Er nahm die 82 und fuhr in
südöstliche Richtung, auf Richland zu. Der graue Pontiac glitt
durch das herbstlich trübe Wetter. Grau auch der Himmel, dann der
Regen, die eintönig gerade Strecke. MacLannons Gedanken wanderten.
‘Ich sage nur eines: Hanford’, hatte Bob gemeint.
Der Mann hiess Tom Haynes.
“Also, von der Seattle Times
sind Sie? Das was ich Ihnen jetzt zeige, ist kein Anglerlatein.”
Der vierschrötige Mann deutete auf ein grosses Foto an der Wand.
MacLannon trat dichter heran. Auf dem Bild hielt der Angler lachend
einen Riesenlachs in den Armen.
“Herzlichen Glückwunsch zum Fang,”
meinte MacLannon und griff nach seiner Kamera.
“Lassen Sie mich ein Foto machen,
von Ihnen, dem Foto mit Ihnen und dem Fisch. Das bringen wir im
Lokalteil. Wo haben Sie ihn erwischt?”
“Im Columbia River, unterhalb des
Bonneville Staudamms. Es war ein Quinnat.
Er schaffte es nicht über
die Fischtreppe.”
“Hanford. Was meinen Sie?”
Der Angler zuckte mit den Schultern.
“Kann sein, meine Frau und ich haben ihn trotzdem gegessen. Der
Nächste wird ausgestopft und kommt an die Wand, da können Sie Gift
drauf nehmen.”
“Vielleicht reicht schon eine
Besuchertour, ” meinte MacLannon, verabschiedete sich und ging.

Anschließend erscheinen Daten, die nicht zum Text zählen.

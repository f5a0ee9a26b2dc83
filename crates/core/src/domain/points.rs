use super::DomainError;

/// Base award of a challenge, in `1..=Points::MAX`.
#[derive(Debug, Clone, Copy, PartialEq, Eq, PartialOrd, Ord, Hash)]
pub struct Points(u32);

impl Points {
    /// Largest base award. A first-blood award of `round(1.5 * MAX)` still
    /// fits a signed 32-bit column.
    pub const MAX: u32 = 1_000_000_000;

    pub fn new(value: i64) -> Result<Self, DomainError> {
        match u32::try_from(value) {
            Ok(points) if (1..=Self::MAX).contains(&points) => Ok(Self(points)),
            _ => Err(DomainError::InvalidPoints(value)),
        }
    }

    pub fn value(self) -> u32 {
        self.0
    }

    /// Points granted for a submission against a challenge worth `self`.
    ///
    /// First blood earns `round(1.5 * P)`, reported as the base `P` plus a
    /// bonus of `round(0.5 * P)` (half rounds up).
    pub fn award(self, correct: bool, first_blood: bool) -> Award {
        if !correct {
            return Award::default();
        }

        let bonus = if first_blood { self.0.div_ceil(2) } else { 0 };

        Award {
            points_awarded: self.0 + bonus,
            bonus_points: bonus,
            first_blood,
        }
    }
}

impl TryFrom<i64> for Points {
    type Error = DomainError;

    fn try_from(value: i64) -> Result<Self, Self::Error> {
        Self::new(value)
    }
}

impl From<Points> for u32 {
    fn from(value: Points) -> Self {
        value.value()
    }
}

#[derive(Debug, Clone, Copy, Default, PartialEq, Eq)]
pub struct Award {
    pub points_awarded: u32,
    pub bonus_points: u32,
    pub first_blood: bool,
}
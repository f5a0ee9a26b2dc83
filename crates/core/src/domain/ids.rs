use std::fmt;
use std::str::FromStr;
use uuid::Uuid;

macro_rules! define_id_type {
    ($name:ident) => {
        #[derive(Debug, Clone, Copy, PartialEq, Eq, PartialOrd, Ord, Hash)]
        pub struct $name(Uuid);

        impl $name {
            pub fn new() -> Self {
                Self(Uuid::new_v4())
            }

            pub fn from_uuid(value: Uuid) -> Self {
                Self(value)
            }

            pub fn into_inner(self) -> Uuid {
                self.0
            }
        }

        impl Default for $name {
            fn default() -> Self {
                Self::new()
            }
        }

        impl fmt::Display for $name {
            fn fmt(&self, f: &mut fmt::Formatter<'_>) -> fmt::Result {
                self.0.fmt(f)
            }
        }

        impl FromStr for $name {
            type Err = uuid::Error;

            fn from_str(s: &str) -> Result<Self, Self::Err> {
                Uuid::parse_str(s.trim()).map(Self)
            }
        }

        impl From<Uuid> for $name {
            fn from(value: Uuid) -> Self {
                Self::from_uuid(value)
            }
        }
    };
}

define_id_type!(ChallengeId);
define_id_type!(SubmissionId);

“Wenn ihr Leute aus der Stadt jetzt
zur Halloweenzeit an Riesenkürbissen interessiert seid, dann fahrt
zu Ben!,” brüllte Haynes hinter ihm her und zeigte die Strasse
entlang.
“Der wohnt zwanzig Meilen weiter.
Ihr könnt ihn nicht verfehlen. Der Einzige, der da noch lebt!”
Bevor MacLannon fragen konnte, was
mit den anderen sei, war Haynes in seinem Haus verschwunden.
Fünf Jahre bleibt der Quinnat-Lachs
im Pazifik, dann kehrt er zurück, wandert seinen Fluss hoch um zu
laichen, dort, wo er einstmals aus dem Ei schlüpfte. Der Columbia
River fliesst zweiundachtzig Kilometer durch Hanford.
Gelbrötliche Riesenkürbisse,
grösser als Medizinbälle, farbige Tupfen auf dunkelbraunen Äckern.
MacLannon spähte angestrengt durch den Regen. Ein Haus tauchte aus
dem Dunst, und er hielt an. Der Vorgarten war verwildert, das Gras
nicht gemäht. MacLannon stieg aus, ging zum Eingang und klopfte.
Keine Antwort. Die Tür war angelehnt, Staub lag auf den Möbeln.
Hier wohnte schon seit längerer Zeit niemand mehr. Muller stand auf
dem Namensschild. Er ging um das Haus herum. Ein Husky lag auf dem
Boden, alle Viere von sich gestreckt, abgemagert, tot. Dunkelbraune
Flecken durchsetzten sein hellgraues Fell.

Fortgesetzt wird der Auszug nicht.